At present, about one-third of U.S. soy oil production, or 8.8 billion
pounds, is used in making biofuels. Consumption will grow to 11
billion pounds, or 43% of annual production, in the marketing year
that opens on Oct. 1, estimated the USDA last
week.
“This is a big wild card in the soybean complex,” said Irwin. Roughly
8.5 billion pounds of feedstock is needed to produce 1 billion gallons
of renewable diesel, he said. A sharp increase in production could
overwhelm domestic soy oil production, which totals 25 billion pounds
a year.
Already, soy oil prices are near parity with soybean meal on the
futures markets. “That’s an extraordinary event,” said Irwin.

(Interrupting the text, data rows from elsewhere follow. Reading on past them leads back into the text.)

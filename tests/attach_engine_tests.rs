//! Tests for the attachment engine (retry schedule, give-up, detach, stale
//! references).

mod common;

use std::time::Duration;

use common::{FakeHost, ManualScheduler, PHONE};
use cookie_manager::attach::{AttachState, AttachStatus, AttachmentEngine, RetryPolicy};
use cookie_manager::model::Size;

type Engine = AttachmentEngine<FakeHost, ManualScheduler>;

fn engine(host: FakeHost) -> Engine {
    AttachmentEngine::new(host, ManualScheduler::default(), Size::square(56.0), 8.0)
}

fn policy(max_attempts: u32) -> RetryPolicy {
    RetryPolicy::new(max_attempts, Duration::from_millis(100))
}

/// Fire the most recently scheduled retry.
fn fire(engine: &mut Engine) -> AttachStatus {
    let token = engine.scheduler().last_token().expect("a retry is scheduled");
    engine.on_retry_elapsed(token)
}

// === Successful Attachment ===

#[test]
fn attaches_immediately_when_window_exists() {
    let mut engine = engine(FakeHost::with_window());
    assert_eq!(engine.attach(policy(5)), AttachStatus::Attached);
    assert_eq!(engine.state(), &AttachState::Attached { failed_attempts: 0 });
    assert!(engine.scheduler().scheduled.is_empty());
    assert_eq!(engine.host().installed_on, Some(1));
}

#[test]
fn attaches_exactly_at_nth_attempt() {
    for n in 1..=6 {
        let mut engine = engine(FakeHost::window_appearing_at(n));
        let mut status = engine.attach(policy(6));
        for _ in 1..n {
            assert!(matches!(status, AttachStatus::Searching { .. }), "n={n}");
            status = fire(&mut engine);
        }
        assert_eq!(status, AttachStatus::Attached, "n={n}");
        assert_eq!(engine.host().searches.get(), n);
        assert_eq!(engine.scheduler().scheduled.len() as u32, n - 1);
        assert_eq!(
            engine.state(),
            &AttachState::Attached {
                failed_attempts: n - 1
            }
        );
    }
}

#[test]
fn third_attempt_records_two_failures() {
    let mut engine = engine(FakeHost::window_appearing_at(3));
    assert_eq!(
        engine.attach(policy(3)),
        AttachStatus::Searching { attempts: 1 }
    );
    assert_eq!(fire(&mut engine), AttachStatus::Searching { attempts: 2 });
    assert_eq!(fire(&mut engine), AttachStatus::Attached);
    assert_eq!(engine.state(), &AttachState::Attached { failed_attempts: 2 });
}

#[test]
fn initial_frame_is_inside_the_window() {
    let mut engine = engine(FakeHost::with_window());
    engine.attach(policy(1));
    let frame = engine.overlay_frame().expect("attached");
    assert!(PHONE.contains_rect(&frame));
    assert_eq!(engine.host().overlay_frame, Some(frame));
}

// === Give-up ===

#[test]
fn gives_up_after_max_attempts() {
    let mut engine = engine(FakeHost::without_windows());
    let mut status = engine.attach(policy(4));
    while matches!(status, AttachStatus::Searching { .. }) {
        status = fire(&mut engine);
    }
    assert_eq!(status, AttachStatus::GaveUp { attempts: 4 });
    assert_eq!(engine.host().searches.get(), 4);
    assert_eq!(engine.scheduler().scheduled.len(), 3);
    assert!(engine.host().installed_on.is_none());
}

#[test]
fn single_attempt_gives_up_without_scheduling() {
    let mut engine = engine(FakeHost::without_windows());
    assert_eq!(engine.attach(policy(1)), AttachStatus::GaveUp { attempts: 1 });
    assert!(engine.scheduler().scheduled.is_empty());
}

#[test]
fn unschedulable_retry_gives_up_instead_of_waiting() {
    let scheduler = ManualScheduler {
        unavailable: true,
        ..ManualScheduler::default()
    };
    let mut engine = AttachmentEngine::new(
        FakeHost::without_windows(),
        scheduler,
        Size::square(56.0),
        8.0,
    );
    assert_eq!(engine.attach(policy(5)), AttachStatus::GaveUp { attempts: 1 });
    assert!(engine.retry_state().is_none());
    assert_eq!(engine.host().searches.get(), 1);

    engine.host_mut().windows.push(common::FakeWindow::key(3));
    assert_eq!(engine.attach(policy(5)), AttachStatus::Attached);
}

#[test]
fn failed_installs_count_as_attempts() {
    let mut host = FakeHost::with_window();
    host.fail_install = true;
    let mut engine = engine(host);
    let mut status = engine.attach(policy(2));
    while matches!(status, AttachStatus::Searching { .. }) {
        status = fire(&mut engine);
    }
    assert_eq!(status, AttachStatus::GaveUp { attempts: 2 });
}

#[test]
fn request_after_give_up_searches_again() {
    let mut engine = engine(FakeHost::without_windows());
    engine.attach(policy(1));
    engine.host_mut().windows.push(common::FakeWindow::key(9));
    assert_eq!(engine.attach(policy(1)), AttachStatus::Attached);
    assert_eq!(engine.host().installed_on, Some(9));
}

#[test]
fn retry_delays_grow_and_cap() {
    let mut engine = engine(FakeHost::without_windows());
    let policy = RetryPolicy::new(5, Duration::from_millis(100))
        .with_backoff(2.0, Duration::from_millis(300));
    let mut status = engine.attach(policy);
    while matches!(status, AttachStatus::Searching { .. }) {
        status = fire(&mut engine);
    }
    let ms: Vec<u128> = engine
        .scheduler()
        .delays()
        .iter()
        .map(Duration::as_millis)
        .collect();
    assert_eq!(ms, vec![100, 200, 300, 300]);
}

// === Detach and stale timers ===

#[test]
fn detach_while_searching_cancels_retry() {
    let mut engine = engine(FakeHost::without_windows());
    engine.attach(policy(5));
    let token = engine.scheduler().last_token().expect("scheduled");

    engine.detach();
    assert_eq!(engine.status(), AttachStatus::Idle);
    assert_eq!(engine.scheduler().cancelled, vec![token]);

    // The old timer fires anyway.
    engine.host_mut().windows.push(common::FakeWindow::key(1));
    assert_eq!(engine.on_retry_elapsed(token), AttachStatus::Idle);
    assert!(engine.host().installed_on.is_none());
}

#[test]
fn detach_when_attached_removes_overlay() {
    let mut engine = engine(FakeHost::with_window());
    engine.attach(policy(3));
    engine.detach();
    assert_eq!(engine.status(), AttachStatus::Idle);
    assert_eq!(engine.host().removals, 1);
    assert!(engine.overlay_frame().is_none());
}

#[test]
fn detach_is_idempotent() {
    let mut engine = engine(FakeHost::with_window());
    engine.detach();
    engine.attach(policy(3));
    engine.detach();
    engine.detach();
    assert_eq!(engine.status(), AttachStatus::Idle);
    assert_eq!(engine.host().removals, 1);
}

#[test]
fn stale_token_from_earlier_request_is_ignored() {
    let mut engine = engine(FakeHost::without_windows());
    engine.attach(policy(5));
    let old = engine.scheduler().last_token().expect("scheduled");
    engine.detach();
    engine.attach(policy(5));
    let current = engine.scheduler().last_token().expect("scheduled");
    assert_ne!(old, current);

    let before = engine.host().searches.get();
    engine.on_retry_elapsed(old);
    assert_eq!(engine.host().searches.get(), before);
    assert_eq!(engine.status(), AttachStatus::Searching { attempts: 1 });
}

#[test]
fn duplicate_attach_while_searching_changes_nothing() {
    let mut engine = engine(FakeHost::without_windows());
    engine.attach(policy(5));
    engine.attach(policy(5));
    assert_eq!(engine.host().searches.get(), 1);
    assert_eq!(engine.scheduler().scheduled.len(), 1);
}

// === Stale references ===

#[test]
fn revalidate_keeps_live_window() {
    let mut engine = engine(FakeHost::with_window());
    engine.attach(policy(3));
    assert_eq!(engine.revalidate(), AttachStatus::Attached);
    assert_eq!(engine.host().installs, 1);
}

#[test]
fn revalidate_after_window_death_searches_again() {
    let mut host = FakeHost::with_window();
    host.windows.push(common::FakeWindow::key(2));
    let mut engine = engine(host);
    engine.attach(policy(3));
    assert_eq!(engine.host().installed_on, Some(1));

    engine.host_mut().kill_window(1);
    assert_eq!(engine.revalidate(), AttachStatus::Attached);
    assert_eq!(engine.host().installed_on, Some(2));
    assert_eq!(engine.host().removals, 1);
}

#[test]
fn revalidate_with_no_window_left_starts_retrying() {
    let mut engine = engine(FakeHost::with_window());
    engine.attach(policy(3));
    engine.host_mut().kill_window(1);
    assert_eq!(engine.revalidate(), AttachStatus::Searching { attempts: 1 });
    assert!(engine.target_bounds().is_none());
    assert_eq!(engine.scheduler().scheduled.len(), 1);
}

#[test]
fn anchor_is_reused_on_reattach() {
    let mut engine = engine(FakeHost::with_window());
    engine.attach(policy(3));
    engine.set_anchor(cookie_manager::model::Point::new(20.0, 600.0));
    engine.detach();
    engine.attach(policy(3));
    let frame = engine.overlay_frame().expect("attached");
    assert_eq!((frame.origin.x, frame.origin.y), (20.0, 600.0));
}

Usually,
soy oil is two-thirds the price of soymeal.
Petroleum giant Shell said it would build a biofuels facility in the
Netherlands to produce 820,000 tonnes of renewable fuel per year, more
than half of it sustainable aviation fuel and the rest of it renewable
diesel, reported Reuters.
The plant would go into operation in 2024.
The EIA said that producers of biodiesel and renewable diesel rely on
incentives such as tax credits and tradable credits in the Renewable
Fuel Standard and California’s low-carbon fuel standard to make a
profit. “Feedstock availability and government incentives will likely
continue to play a role in the financial viability of new renewable
diesel production capacity in the near term,” it said.
The Farmdoc Daily webinar is available
here.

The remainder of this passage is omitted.